» What to produce: Please repeat the records exactly from their first line, finishing at the line containing "let state = session.question(current);" and including it.

» The input:
use alum_core::model::{OverallClock, QuestionNumber, SessionPhase, SessionProgress, TestSession};

/// Snapshot of the current question screen.
///
/// Carries raw numbers only; formatting is left to the front end.
#[derive(Debug, Clone, PartialEq, Eq)]
#[allow(clippy::struct_excessive_bools)]
pub struct SessionView {
    pub phase: SessionPhase,
    pub question: QuestionNumber,
    pub is_first: bool,
    pub is_last: bool,
    pub options: Vec<String>,
    pub answer: Option<String>,
    pub doubted: bool,
    pub question_secs: u32,
    pub overall: OverallClock,
    pub show_total_time: bool,
    pub show_question_time: bool,
    pub show_doubt_buttons: bool,
    pub progress: SessionProgress,
    /// Every question with its answer and doubt mark, for the question grid.
    pub grid: Vec<(QuestionNumber, bool, bool)>,
}

impl SessionView {
    #[must_use]
    pub fn from_session(session: &TestSession) -> Self {
        let settings = session.settings();
        let current = session.current_question();
        let state = session.question(current);
        let display = settings.display();

        let grid = settings
            .range()
            .iter()
            .map(|q| {
                let state = session.question(q);
                let answered = state.is_some_and(|s| s.answer().is_some());
                let doubted = state.is_some_and(|s| s.is_doubted());
                (q, answered, doubted)
            })
            .collect();

        Self {
            phase: session.phase(),
            question: current,
            is_first: current == settings.range().first(),
            is_last: session.is_last(current),
            options: settings.options().labels().to_vec(),
            answer: state.and_then(|s| s.answer()).map(str::to_owned),
            doubted: state.is_some_and(|s| s.is_doubted()),
            question_secs: state.map_or(0, |s| s.elapsed_secs()),
            overall: session.overall_clock(),
            show_total_time: display.show_total_time,
            show_question_time: display.show_question_time,
            show_doubt_buttons: display.show_doubt_buttons,
            progress: session.progress(),
            grid,
        }
    }

    /// True when the overall timer counts down to a limit.
    #[must_use]
    pub fn is_countdown(&self) -> bool {
        matches!(self.overall, OverallClock::CountDown { .. })
    }
}
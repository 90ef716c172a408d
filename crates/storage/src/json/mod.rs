use std::path::{Path, PathBuf};

use alum_core::model::TestStore;
use async_trait::async_trait;
use log::{debug, info};

use crate::repository::{Storage, StorageError, TestStoreRepository};

mod mapping;

/// Saved tests kept in a single pretty-printed JSON document.
#[derive(Debug, Clone)]
pub struct JsonFileRepository {
    path: PathBuf,
}

impl JsonFileRepository {
    /// Open the store at `path`, creating an empty `{}` document if it is missing.
    ///
    /// # Errors
    ///
    /// Returns `StorageError::Io` if the file or its directory cannot be created.
    pub async fn open(path: impl Into<PathBuf>) -> Result<Self, StorageError> {
        let path = path.into();
        if !tokio::fs::try_exists(&path).await? {
            if let Some(parent) = path.parent().filter(|p| !p.as_os_str().is_empty()) {
                tokio::fs::create_dir_all(parent).await?;
            }
            tokio::fs::write(&path, "{}").await?;
            info!("created empty test store at {}", path.display());
        }
        Ok(Self { path })
    }

    #[must_use]
    pub fn path(&self) -> &Path {
        &self.path
    }

    fn scratch_path(&self) -> PathBuf {
        let mut name = self
            .path
            .file_name()
            .map(std::ffi::OsStr::to_os_string)
            .unwrap_or_default();
        name.push(".tmp");
        self.path.with_file_name(name)
    }
}

#[async_trait]
impl TestStoreRepository for JsonFileRepository {
    async fn read_store(&self) -> Result<TestStore, StorageError> {
        let text = tokio::fs::read_to_string(&self.path).await?;
        let raw: mapping::PersistedStore = serde_json::from_str(&text)
            .map_err(|e| StorageError::Serialization(e.to_string()))?;
        let store = mapping::store_from_persisted(raw)?;
        debug!("read {} saved tests from {}", store.len(), self.path.display());
        Ok(store)
    }

    async fn write_store(&self, store: &TestStore) -> Result<(), StorageError> {
        let raw = mapping::store_to_persisted(store);
        let text = serde_json::to_string_pretty(&raw)
            .map_err(|e| StorageError::Serialization(e.to_string()))?;

        // written beside the target, then renamed over it
        let scratch = self.scratch_path();
        tokio::fs::write(&scratch, text).await?;
        tokio::fs::rename(&scratch, &self.path).await?;
        debug!("wrote {} saved tests to {}", store.len(), self.path.display());
        Ok(())
    }
}

impl Storage {
    /// Build a `Storage` backed by a JSON file.
    ///
    /// # Errors
    ///
    /// Returns `StorageError` if the file cannot be created.
    pub async fn json_file(path: impl Into<PathBuf>) -> Result<Self, StorageError> {
        let repo = JsonFileRepository::open(path).await?;
        Ok(Self {
            tests: std::sync::Arc::new(repo),
        })
    }
}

» Output for this exercise:
use alum_core::model::{OverallClock, QuestionNumber, SessionPhase, SessionProgress, TestSession};

/// Snapshot of the current question screen.
///
/// Carries raw numbers only; formatting is left to the front end.
#[derive(Debug, Clone, PartialEq, Eq)]
#[allow(clippy::struct_excessive_bools)]
pub struct SessionView {
    pub phase: SessionPhase,
    pub question: QuestionNumber,
    pub is_first: bool,
    pub is_last: bool,
    pub options: Vec<String>,
    pub answer: Option<String>,
    pub doubted: bool,
    pub question_secs: u32,
    pub overall: OverallClock,
    pub show_total_time: bool,
    pub show_question_time: bool,
    pub show_doubt_buttons: bool,
    pub progress: SessionProgress,
    /// Every question with its answer and doubt mark, for the question grid.
    pub grid: Vec<(QuestionNumber, bool, bool)>,
}

impl SessionView {
    #[must_use]
    pub fn from_session(session: &TestSession) -> Self {
        let settings = session.settings();
        let current = session.current_question();
        let state = session.question(current);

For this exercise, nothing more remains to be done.